Doctoral student Rebecca Brenneis, who wrote the paper where the findings were published in the ACS Environment Au journal, says “A lot of the methane is from distributed and diffuse sources, so we started to think about how you could take that out of the atmosphere.”
The MIT team of scientists, including Associate Professor Desiree Plata, joined together to develop this new approach that utilizes the overly abundant and low-cost type of “dirt” or clay named zeolite.
In fact, zeolite clays are so inexpensive that these days, they are actually used to make cat litter. The team found that the manufacturers treat the zeolite with small portions of copper, which makes the material quite effective at absorbing methane from the air, even if they are in very low concentrations at that.
When they did their lab tests, the packed miniscule particles of the copper-enhanced zeolite material into a reaction tube, then heated from the outside as the stream of gas, keeping methane levels kept in between the ranges from just 2 parts per million up to 2 percent concentration, which flowed through the tube. They also explained that ‘that range covers everything that might exist in the atmosphere, down to subflammable levels that cannot be burned or flared directly.’
Piata shared that the process has a number of advantages over the other approaches to eliminating the methane from air. Other types of methods normally use pricey catalysts, like palladium or platinum, which need extreme temperatures of at least 600 degrees Celsius, while also normally needing risky and complex processes involving oxygen, which is a known combustible, as well as methane.
According to Brenneis, “The 600 degrees where they run these reactors makes it almost dangerous to be around the methane.”
Shared in the MIT News, Plata shared, “I think we’re still surprised at how well it works.”
Moreover, MIT uses a process that can work at methane concentrations that are lower than other methods, by even small fractions of 1 percent, which most methods fail to remove. In addition, they can do this in air instead of pure oxygen, which is a major advantage for real-world deployment, they explain.
This method also converts the methane into carbon dioxide, and while that may seem like a bad thing due to the continuous worldwide efforts to combat the carbon dioxide emissions, Plata explains that carbon dioxide is much less impactful in the atmosphere as compared to methane, which happens to be around ‘80 times stronger as a greenhouse gas over the first 20 years, and about 25 times stronger for the first century.’
The scientists also share that ‘even converting half of the atmosphere’s methane to carbon dioxide would increase CO2 levels by less than 1 part per million (about 0.2 percent of today’s atmospheric carbon dioxide) while saving about 16 percent of total radiative warming.’
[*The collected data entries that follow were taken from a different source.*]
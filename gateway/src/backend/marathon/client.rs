//! Marathon HTTP client

use reqwest::{Client, RequestBuilder, Response};
use serde::{de::DeserializeOwned, Serialize};
use tracing::{debug, error};

use crate::backend::marathon::types::ErrorBody;
use crate::config::BasicAuthSettings;
use crate::errors::GatewayError;

/// HTTP client for the Marathon API.
///
/// Built once at startup and shared by every request; it holds no mutable
/// state.
#[derive(Debug, Clone)]
pub struct MarathonClient {
    client: Client,
    base_url: String,
    auth: Option<BasicAuthSettings>,
}

impl MarathonClient {
    /// Create a new Marathon client
    pub fn new(base_url: &str, auth: Option<BasicAuthSettings>) -> Result<Self, GatewayError> {
        let client = Client::builder()
            .build()
            .map_err(|e| GatewayError::ConfigError(format!("cannot build Marathon client: {}", e)))?;

        Ok(Self {
            client,
            base_url: base_url.trim_end_matches('/').to_string(),
            auth,
        })
    }

    /// Get the base URL
    pub fn base_url(&self) -> &str {
        &self.base_url
    }

    /// Make a GET request
    pub async fn get<T: DeserializeOwned>(
        &self,
        path: &str,
        query: &[(&str, String)],
        context: &str,
    ) -> Result<T, GatewayError> {
        let url = format!("{}{}", self.base_url, path);
        debug!("GET {} {:?}", url, query);

        let request = self.authorize(self.client.get(&url).query(query));
        self.send(request, "GET", context).await
    }

    /// Make a POST request
    pub async fn post<T: DeserializeOwned, B: Serialize>(
        &self,
        path: &str,
        query: &[(&str, String)],
        body: &B,
        context: &str,
    ) -> Result<T, GatewayError> {
        let url = format!("{}{}", self.base_url, path);
        debug!("POST {} {:?}", url, query);

        let request = self.authorize(self.client.post(&url).query(query).json(body));
        self.send(request, "POST", context).await
    }

    /// Make a PUT request
    pub async fn put<T: DeserializeOwned, B: Serialize>(
        &self,
        path: &str,
        query: &[(&str, String)],
        body: &B,
        context: &str,
    ) -> Result<T, GatewayError> {
        let url = format!("{}{}", self.base_url, path);
        debug!("PUT {} {:?}", url, query);

        let request = self.authorize(self.client.put(&url).query(query).json(body));
        self.send(request, "PUT", context).await
    }

    /// Make a DELETE request
    pub async fn delete<T: DeserializeOwned>(&self, path: &str, context: &str) -> Result<T, GatewayError> {
        let url = format!("{}{}", self.base_url, path);
        debug!("DELETE {}", url);

        let request = self.authorize(self.client.delete(&url));
        self.send(request, "DELETE", context).await
    }

    fn authorize(&self, request: RequestBuilder) -> RequestBuilder {
        match &self.auth {
            Some(auth) => request.basic_auth(&auth.user, Some(&auth.password)),
            None => request,
        }
    }

    async fn send<T: DeserializeOwned>(
        &self,
        request: RequestBuilder,
        verb: &str,
        context: &str,
    ) -> Result<T, GatewayError> {
        let response = request
            .send()
            .await
            .map_err(|e| GatewayError::from_transport(context, e))?;

        if !response.status().is_success() {
            let err = status_error(response, context).await;
            error!("HTTP {} failed: {}", verb, err);
            return Err(err);
        }

        response
            .json()
            .await
            .map_err(|e| GatewayError::from_transport(context, e))
    }
}

async fn status_error(response: Response, context: &str) -> GatewayError {
    let status = response.status().as_u16();
    let text = response.text().await.unwrap_or_default();
    let detail = serde_json::from_str::<ErrorBody>(&text)
        .ok()
        .and_then(|body| body.message)
        .unwrap_or(text);
    GatewayError::from_backend_status(status, context, &detail)
}
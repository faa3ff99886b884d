//! Utility functions

use serde::{Deserialize, Serialize};

/// Build information of the running gateway
#[derive(Debug, Clone, Serialize, Deserialize)]
pub struct VersionInfo {
    pub version: String,
    pub git_hash: String,
    pub build_time: String,
}

/// Get version information
pub fn version_info() -> VersionInfo {
    VersionInfo {
        version: env!("CARGO_PKG_VERSION").to_string(),
        git_hash: option_env!("GIT_HASH").unwrap_or("unknown").to_string(),
        build_time: option_env!("BUILD_TIME").unwrap_or("unknown").to_string(),
    }
}

/// Join integers without a separator, `[80, 443]` becomes `"80443"`
pub fn concat_ports(ports: &[u16]) -> String {
    ports.iter().map(|p| p.to_string()).collect()
}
The most ideal locations to collect the gases would be at coal mines and dairy barns. Most of the time, these areas have incredibly strong air-handling systems in use, mostly because methane buildup has a tendency to be a health, fire, and explosion hazard otherwise.
The U.S. Department of Energy recently awarded the team a $2 million grant in order to continue doing their research and developing particular equipment for the removal of methane in these types of locations and areas. For the next phase of their research, the team will focus on ways to mold and structure the clay material so that it will help with the flow of bigger volumes of gas.
The scientists cite one possible major advantage that this new system has, which is that the chemical process used releases heat. As the methane is oxidized, the process outcome is a flame-free form of combustion. When then methane concentration sits above 0.5 percent, the released heat is bigger than the heat that’s used to get the process started, and the heat that is released can be used to create excess electricity.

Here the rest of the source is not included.